The Mercy Word of the Week 

As we progress through the Jubilee Year of Mercy proclaimed by Pope Francis, University Ministry offers our community a "Mercy Word of the Week" to help us focus on the themes of mercy that are already so closely aligned to our mission and heritage as an institution sponsored by the Sisters of Mercy.

The first Monday of each month will bring a brief reflection on each of the University's Core Values as expressions of our Mercy charism. We hope these focused thoughts will lead to your own considered contemplation on mercy and its role in your life.

Signs: Jesus was known for working "signs and wonders." And many were drawn to him precisely because of those signs, though some left him when they realized what he was really all about. When he declared "my flesh is true food, and my blood is true drink. Whoever eats my flesh and drinks my blood remains in me and I in him," many who had been following him walked away and then Jesus turned to the Twelve and asked if they, too, would abandon him.

It seems that signs, even dramatic ones like multiplying loaves and fishes, were not enough to capture and hold the hearts of some. Whether it's a lover, a political candidate, a saint, or a messiah it takes more than signs to win a heart forever. The signs that draw us in—flowers and fancy restaurants, promises of a chicken in every pot—won't hold us if there isn't substance behind them. That's why the Catholic Church never canonizes a person simply because of dramatic signs like bilocating, visions, or the ability to see the future. Those phenomena are icing on the cake that never substitute for the cake itself—which is genuine holiness of life.

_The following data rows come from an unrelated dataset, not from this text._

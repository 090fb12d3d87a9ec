// Copyright 2025 eraflo
//
// Licensed under the Apache License, Version 2.0 (the "License");
// you may not use this file except in compliance with the License.
// You may obtain a copy of the License at
//
//     http://www.apache.org/licenses/LICENSE-2.0
//
// Unless required by applicable law or agreed to in writing, software
// distributed under the License is distributed on an "AS IS" BASIS,
// WITHOUT WARRANTIES OR CONDITIONS OF ANY KIND, either express or implied.
// See the License for the specific language governing permissions and
// limitations under the License.

//! # Plinth SDK
//!
//! The viewer application. [`Viewer::run`] opens a window, loads the
//! environment and the statue in the background, and renders until the
//! window is closed.

pub mod app;
pub mod config;
pub mod panel;

pub use app::Viewer;
pub use config::{ViewerConfig, CONFIG_ENV_VAR, DEFAULT_CONFIG_PATH};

There's nothing wrong with needing "signs" to help us along the way or in difficult times. I actually asked God for a sign once because it felt it had been so long since I'd gotten the kind of shot-in-the-arm I really needed at that point. The next day, I decided to play hooky from work, told the kids we were going to a Cubs game without even knowing if they were in town. They were, so we jumped in the car and headed to Wrigley where I found a free parking spot about two-hundred feet from the gate and, while I was parking, a stranger offered my daughter four free tickets. For me, that day, that "sign" made all the difference.

But here's the thing with signs: 1.) We need to recognize them when we see them; 2.) We can't rely on them, because they're just signs…pointers. What we rely on is the God to which they point us.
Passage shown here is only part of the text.